Records from a data source:
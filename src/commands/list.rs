//! List commands (LPUSH, RPUSH, LPOP, RPOP, LRANGE, LTRIM, LLEN, BLPOP, BRPOP)

use super::{bulk_arg, bulk_args, float_arg, range_args, wrong_arity, Command, CommandContext};
use crate::error::StoreError;
use crate::protocol::RespValue;
use bytes::Bytes;
use std::time::Duration;

/// LPUSH command - Prepend one or more values to a list
///
/// Syntax: LPUSH key value [value ...]
pub struct LPushCommand;

impl Command for LPushCommand {
    fn execute(&self, ctx: &CommandContext, args: &[RespValue]) -> RespValue {
        let key = match bulk_arg(args, 0) {
            Ok(k) => k,
            Err(e) => return e,
        };
        let values = match bulk_args(args, 1) {
            Ok(v) => v,
            Err(e) => return e,
        };

        match ctx.keyspace.lpush(key, values) {
            Ok(len) => RespValue::integer(len as i64),
            Err(e) => e.into(),
        }
    }

    fn name(&self) -> &'static str {
        "LPUSH"
    }

    fn min_args(&self) -> usize {
        2
    }
}

/// RPUSH command - Append one or more values to a list
///
/// Syntax: RPUSH key value [value ...]
pub struct RPushCommand;

impl Command for RPushCommand {
    fn execute(&self, ctx: &CommandContext, args: &[RespValue]) -> RespValue {
        let key = match bulk_arg(args, 0) {
            Ok(k) => k,
            Err(e) => return e,
        };
        let values = match bulk_args(args, 1) {
            Ok(v) => v,
            Err(e) => return e,
        };

        match ctx.keyspace.rpush(key, values) {
            Ok(len) => RespValue::integer(len as i64),
            Err(e) => e.into(),
        }
    }

    fn name(&self) -> &'static str {
        "RPUSH"
    }

    fn min_args(&self) -> usize {
        2
    }
}

/// LPOP command - Remove and get the first element of a list
///
/// Syntax: LPOP key
pub struct LPopCommand;

impl Command for LPopCommand {
    fn execute(&self, ctx: &CommandContext, args: &[RespValue]) -> RespValue {
        let key = match bulk_arg(args, 0) {
            Ok(k) => k,
            Err(e) => return e,
        };

        match ctx.keyspace.lpop(&key) {
            Ok(value) => RespValue::bulk_or_null(value),
            Err(e) => e.into(),
        }
    }

    fn name(&self) -> &'static str {
        "LPOP"
    }

    fn min_args(&self) -> usize {
        1
    }

    fn max_args(&self) -> Option<usize> {
        Some(1)
    }
}

/// RPOP command - Remove and get the last element of a list
///
/// Syntax: RPOP key
pub struct RPopCommand;

impl Command for RPopCommand {
    fn execute(&self, ctx: &CommandContext, args: &[RespValue]) -> RespValue {
        let key = match bulk_arg(args, 0) {
            Ok(k) => k,
            Err(e) => return e,
        };

        match ctx.keyspace.rpop(&key) {
            Ok(value) => RespValue::bulk_or_null(value),
            Err(e) => e.into(),
        }
    }

    fn name(&self) -> &'static str {
        "RPOP"
    }

    fn min_args(&self) -> usize {
        1
    }

    fn max_args(&self) -> Option<usize> {
        Some(1)
    }
}

/// LRANGE command - Get a range of elements from a list
///
/// Syntax: LRANGE key start stop
pub struct LRangeCommand;

impl Command for LRangeCommand {
    fn execute(&self, ctx: &CommandContext, args: &[RespValue]) -> RespValue {
        let key = match bulk_arg(args, 0) {
            Ok(k) => k,
            Err(e) => return e,
        };
        let (start, stop) = match range_args(args, 1) {
            Ok(r) => r,
            Err(e) => return e,
        };

        match ctx.keyspace.lrange(&key, start, stop) {
            Ok(values) => RespValue::bulk_array(values),
            Err(e) => e.into(),
        }
    }

    fn name(&self) -> &'static str {
        "LRANGE"
    }

    fn min_args(&self) -> usize {
        3
    }

    fn max_args(&self) -> Option<usize> {
        Some(3)
    }
}

/// LTRIM command - Trim a list to a range of elements
///
/// Syntax: LTRIM key start stop
pub struct LTrimCommand;

impl Command for LTrimCommand {
    fn execute(&self, ctx: &CommandContext, args: &[RespValue]) -> RespValue {
        let key = match bulk_arg(args, 0) {
            Ok(k) => k,
            Err(e) => return e,
        };
        let (start, stop) = match range_args(args, 1) {
            Ok(r) => r,
            Err(e) => return e,
        };

        match ctx.keyspace.ltrim(&key, start, stop) {
            Ok(()) => RespValue::simple_string("OK"),
            Err(e) => e.into(),
        }
    }

    fn name(&self) -> &'static str {
        "LTRIM"
    }

    fn min_args(&self) -> usize {
        3
    }

    fn max_args(&self) -> Option<usize> {
        Some(3)
    }
}

/// LLEN command - Get the length of a list
///
/// Syntax: LLEN key
pub struct LLenCommand;

impl Command for LLenCommand {
    fn execute(&self, ctx: &CommandContext, args: &[RespValue]) -> RespValue {
        let key = match bulk_arg(args, 0) {
            Ok(k) => k,
            Err(e) => return e,
        };

        match ctx.keyspace.llen(&key) {
            Ok(len) => RespValue::integer(len as i64),
            Err(e) => e.into(),
        }
    }

    fn name(&self) -> &'static str {
        "LLEN"
    }

    fn min_args(&self) -> usize {
        1
    }

    fn max_args(&self) -> Option<usize> {
        Some(1)
    }
}

/// Keys and timeout of a blocking pop: `key [key ...] timeout`
fn blocking_args(name: &str, args: &[RespValue]) -> Result<(Vec<Bytes>, Duration), RespValue> {
    if args.len() < 2 {
        return Err(wrong_arity(name));
    }
    let last = args.len() - 1;
    let seconds = float_arg(args, last)
        .ok()
        .filter(|s| s.is_finite())
        .ok_or_else(|| RespValue::error("ERR timeout is not a float or out of range"))?;
    if seconds < 0.0 {
        return Err(RespValue::error("ERR timeout is negative"));
    }
    let timeout = Duration::try_from_secs_f64(seconds)
        .map_err(|_| RespValue::from(StoreError::OutOfRange("timeout".into())))?;
    let keys = bulk_args(&args[..last], 0)?;
    Ok((keys, timeout))
}

fn pop_reply(popped: Option<(Bytes, Bytes)>) -> RespValue {
    match popped {
        Some((key, value)) => RespValue::bulk_array([key, value]),
        None => RespValue::null(),
    }
}

/// BLPOP command - Remove and get the first element of the first non-empty list, or block
///
/// Syntax: BLPOP key [key ...] timeout
///
/// The timeout is in seconds; 0 blocks indefinitely.
pub struct BLPopCommand;

impl Command for BLPopCommand {
    fn execute(&self, ctx: &CommandContext, args: &[RespValue]) -> RespValue {
        let (keys, timeout) = match blocking_args(self.name(), args) {
            Ok(parsed) => parsed,
            Err(e) => return e,
        };

        match ctx.keyspace.blpop(&keys, timeout) {
            Ok(popped) => pop_reply(popped),
            Err(e) => e.into(),
        }
    }

    fn name(&self) -> &'static str {
        "BLPOP"
    }

    fn min_args(&self) -> usize {
        2
    }
}

/// BRPOP command - Remove and get the last element of the first non-empty list, or block
///
/// Syntax: BRPOP key [key ...] timeout
///
/// Replies `[key, value]`, or null when the timeout elapses first.
pub struct BRPopCommand;

impl Command for BRPopCommand {
    fn execute(&self, ctx: &CommandContext, args: &[RespValue]) -> RespValue {
        let (keys, timeout) = match blocking_args(self.name(), args) {
            Ok(parsed) => parsed,
            Err(e) => return e,
        };

        match ctx.keyspace.brpop(&keys, timeout) {
            Ok(popped) => pop_reply(popped),
            Err(e) => e.into(),
        }
    }

    fn name(&self) -> &'static str {
        "BRPOP"
    }

    fn min_args(&self) -> usize {
        2
    }
}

What you have to do:
Once you have read the data above, print all of it again exactly.

Solved problem:
filename src/commands/list.rs
//! List commands (LPUSH, RPUSH, LPOP, RPOP, LRANGE, LTRIM, LLEN, BLPOP, BRPOP)

use super::{bulk_arg, bulk_args, float_arg, range_args, wrong_arity, Command, CommandContext};
use crate::error::StoreError;
use crate::protocol::RespValue;
use bytes::Bytes;
use std::time::Duration;

/// LPUSH command - Prepend one or more values to a list
///
/// Syntax: LPUSH key value [value ...]
pub struct LPushCommand;

impl Command for LPushCommand {
    fn execute(&self, ctx: &CommandContext, args: &[RespValue]) -> RespValue {
        let key = match bulk_arg(args, 0) {
            Ok(k) => k,
            Err(e) => return e,
        };
        let values = match bulk_args(args, 1) {
            Ok(v) => v,
            Err(e) => return e,
        };

        match ctx.keyspace.lpush(key, values) {
            Ok(len) => RespValue::integer(len as i64),
            Err(e) => e.into(),
        }
    }

    fn name(&self) -> &'static str {
        "LPUSH"
    }

    fn min_args(&self) -> usize {
        2
    }
}

/// RPUSH command - Append one or more values to a list
///
/// Syntax: RPUSH key value [value ...]
pub struct RPushCommand;

impl Command for RPushCommand {
    fn execute(&self, ctx: &CommandContext, args: &[RespValue]) -> RespValue {
        let key = match bulk_arg(args, 0) {
            Ok(k) => k,
            Err(e) => return e,
        };
        let values = match bulk_args(args, 1) {
            Ok(v) => v,
            Err(e) => return e,
        };

        match ctx.keyspace.rpush(key, values) {
            Ok(len) => RespValue::integer(len as i64),
            Err(e) => e.into(),
        }
    }

    fn name(&self) -> &'static str {
        "RPUSH"
    }

    fn min_args(&self) -> usize {
        2
    }
}

/// LPOP command - Remove and get the first element of a list
///
/// Syntax: LPOP key
pub struct LPopCommand;

impl Command for LPopCommand {
    fn execute(&self, ctx: &CommandContext, args: &[RespValue]) -> RespValue {
        let key = match bulk_arg(args, 0) {
            Ok(k) => k,
            Err(e) => return e,
        };

        match ctx.keyspace.lpop(&key) {
            Ok(value) => RespValue::bulk_or_null(value),
            Err(e) => e.into(),
        }
    }

    fn name(&self) -> &'static str {
        "LPOP"
    }

    fn min_args(&self) -> usize {
        1
    }

    fn max_args(&self) -> Option<usize> {
        Some(1)
    }
}

/// RPOP command - Remove and get the last element of a list
///
/// Syntax: RPOP key
pub struct RPopCommand;

impl Command for RPopCommand {
    fn execute(&self, ctx: &CommandContext, args: &[RespValue]) -> RespValue {
        let key = match bulk_arg(args, 0) {
            Ok(k) => k,
            Err(e) => return e,
        };

        match ctx.keyspace.rpop(&key) {
            Ok(value) => RespValue::bulk_or_null(value),
            Err(e) => e.into(),
        }
    }

    fn name(&self) -> &'static str {
        "RPOP"
    }

    fn min_args(&self) -> usize {
        1
    }

    fn max_args(&self) -> Option<usize> {
        Some(1)
    }
}

/// LRANGE command - Get a range of elements from a list
///
/// Syntax: LRANGE key start stop
pub struct LRangeCommand;

impl Command for LRangeCommand {
    fn execute(&self, ctx: &CommandContext, args: &[RespValue]) -> RespValue {
        let key = match bulk_arg(args, 0) {
            Ok(k) => k,
            Err(e) => return e,
        };
        let (start, stop) = match range_args(args, 1) {
            Ok(r) => r,
            Err(e) => return e,
        };

        match ctx.keyspace.lrange(&key, start, stop) {
            Ok(values) => RespValue::bulk_array(values),
            Err(e) => e.into(),
        }
    }

    fn name(&self) -> &'static str {
        "LRANGE"
    }

    fn min_args(&self) -> usize {
        3
    }

    fn max_args(&self) -> Option<usize> {
        Some(3)
    }
}

/// LTRIM command - Trim a list to a range of elements
///
/// Syntax: LTRIM key start stop
pub struct LTrimCommand;

impl Command for LTrimCommand {
    fn execute(&self, ctx: &CommandContext, args: &[RespValue]) -> RespValue {
        let key = match bulk_arg(args, 0) {
            Ok(k) => k,
            Err(e) => return e,
        };
        let (start, stop) = match range_args(args, 1) {
            Ok(r) => r,
            Err(e) => return e,
        };

        match ctx.keyspace.ltrim(&key, start, stop) {
            Ok(()) => RespValue::simple_string("OK"),
            Err(e) => e.into(),
        }
    }

    fn name(&self) -> &'static str {
        "LTRIM"
    }

    fn min_args(&self) -> usize {
        3
    }

    fn max_args(&self) -> Option<usize> {
        Some(3)
    }
}

/// LLEN command - Get the length of a list
///
/// Syntax: LLEN key
pub struct LLenCommand;

impl Command for LLenCommand {
    fn execute(&self, ctx: &CommandContext, args: &[RespValue]) -> RespValue {
        let key = match bulk_arg(args, 0) {
            Ok(k) => k,
            Err(e) => return e,
        };

        match ctx.keyspace.llen(&key) {
            Ok(len) => RespValue::integer(len as i64),
            Err(e) => e.into(),
        }
    }

    fn name(&self) -> &'static str {
        "LLEN"
    }

    fn min_args(&self) -> usize {
        1
    }

    fn max_args(&self) -> Option<usize> {
        Some(1)
    }
}

/// Keys and timeout of a blocking pop: `key [key ...] timeout`
fn blocking_args(name: &str, args: &[RespValue]) -> Result<(Vec<Bytes>, Duration), RespValue> {
    if args.len() < 2 {
        return Err(wrong_arity(name));
    }
    let last = args.len() - 1;
    let seconds = float_arg(args, last)
        .ok()
        .filter(|s| s.is_finite())
        .ok_or_else(|| RespValue::error("ERR timeout is not a float or out of range"))?;
    if seconds < 0.0 {
        return Err(RespValue::error("ERR timeout is negative"));
    }
    let timeout = Duration::try_from_secs_f64(seconds)
        .map_err(|_| RespValue::from(StoreError::OutOfRange("timeout".into())))?;
    let keys = bulk_args(&args[..last], 0)?;
    Ok((keys, timeout))
}

fn pop_reply(popped: Option<(Bytes, Bytes)>) -> RespValue {
    match popped {
        Some((key, value)) => RespValue::bulk_array([key, value]),
        None => RespValue::null(),
    }
}

/// BLPOP command - Remove and get the first element of the first non-empty list, or block
///
/// Syntax: BLPOP key [key ...] timeout
///
/// The timeout is in seconds; 0 blocks indefinitely.
pub struct BLPopCommand;

impl Command for BLPopCommand {
    fn execute(&self, ctx: &CommandContext, args: &[RespValue]) -> RespValue {
        let (keys, timeout) = match blocking_args(self.name(), args) {
            Ok(parsed) => parsed,
            Err(e) => return e,
        };

        match ctx.keyspace.blpop(&keys, timeout) {
            Ok(popped) => pop_reply(popped),
            Err(e) => e.into(),
        }
    }

    fn name(&self) -> &'static str {
        "BLPOP"
    }

    fn min_args(&self) -> usize {
        2
    }
}

/// BRPOP command - Remove and get the last element of the first non-empty list, or block
///
/// Syntax: BRPOP key [key ...] timeout
///
/// Replies `[key, value]`, or null when the timeout elapses first.
pub struct BRPopCommand;

impl Command for BRPopCommand {
    fn execute(&self, ctx: &CommandContext, args: &[RespValue]) -> RespValue {
        let (keys, timeout) = match blocking_args(self.name(), args) {
            Ok(parsed) => parsed,
            Err(e) => return e,
        };

        match ctx.keyspace.brpop(&keys, timeout) {
            Ok(popped) => pop_reply(popped),
            Err(e) => e.into(),
        }
    }

    fn name(&self) -> &'static str {
        "BRPOP"
    }

    fn min_args(&self) -> usize {
        2
    }
}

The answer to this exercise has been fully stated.